_Exercise details_:
Only the lines from the one containing "cell into a" through the end of the listing below are to be reproduced, exactly as they stand.

_Entries provided_:
Content starts
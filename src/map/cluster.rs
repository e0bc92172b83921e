//! Grid clustering for nearby markers.

use std::collections::BTreeMap;

use crate::config::CLUSTER_CELL_DEG;

use super::Marker;

/// A group of markers that render as one aggregated point.
#[derive(Debug, Clone, PartialEq)]
pub struct Cluster {
    /// Centroid latitude of the member markers.
    pub latitude: f64,
    /// Centroid longitude of the member markers.
    pub longitude: f64,
    /// Member markers, in dataset order.
    pub markers: Vec<Marker>,
}

impl Cluster {
    /// Number of member markers.
    pub fn len(&self) -> usize {
        self.markers.len()
    }

    /// Whether the cluster has no members (never produced by `cluster`).
    pub fn is_empty(&self) -> bool {
        self.markers.is_empty()
    }
}

/// Groups markers into fixed-size grid cells and aggregates each cell into a
/// cluster at the members' centroid.
///
/// Keyed by a `BTreeMap` so the output order is deterministic regardless of
/// input order, which keeps fingerprint-equal datasets rendering identically.
pub fn cluster(markers: Vec<Marker>) -> Vec<Cluster> {
    let mut cells: BTreeMap<(i64, i64), Vec<Marker>> = BTreeMap::new();
    for marker in markers {
        let cell = (
            (marker.latitude / CLUSTER_CELL_DEG).floor() as i64,
            (marker.longitude / CLUSTER_CELL_DEG).floor() as i64,
        );
        cells.entry(cell).or_default().push(marker);
    }

    cells
        .into_values()
        .map(|markers| {
            let n = markers.len() as f64;
            let latitude = markers.iter().map(|m| m.latitude).sum::<f64>() / n;
            let longitude = markers.iter().map(|m| m.longitude).sum::<f64>() / n;
            Cluster {
                latitude,
                longitude,
                markers,
            }
        })
        .collect()
}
Content ends
_Final answer_:
/// Groups markers into fixed-size grid cells and aggregates each cell into a
/// cluster at the members' centroid.
///
/// Keyed by a `BTreeMap` so the output order is deterministic regardless of
/// input order, which keeps fingerprint-equal datasets rendering identically.
pub fn cluster(markers: Vec<Marker>) -> Vec<Cluster> {
    let mut cells: BTreeMap<(i64, i64), Vec<Marker>> = BTreeMap::new();
    for marker in markers {
        let cell = (
            (marker.latitude / CLUSTER_CELL_DEG).floor() as i64,
            (marker.longitude / CLUSTER_CELL_DEG).floor() as i64,
        );
        cells.entry(cell).or_default().push(marker);
    }

    cells
        .into_values()
        .map(|markers| {
            let n = markers.len() as f64;
            let latitude = markers.iter().map(|m| m.latitude).sum::<f64>() / n;
            let longitude = markers.iter().map(|m| m.longitude).sum::<f64>() / n;
            Cluster {
                latitude,
                longitude,
                markers,
            }
        })
        .collect()
}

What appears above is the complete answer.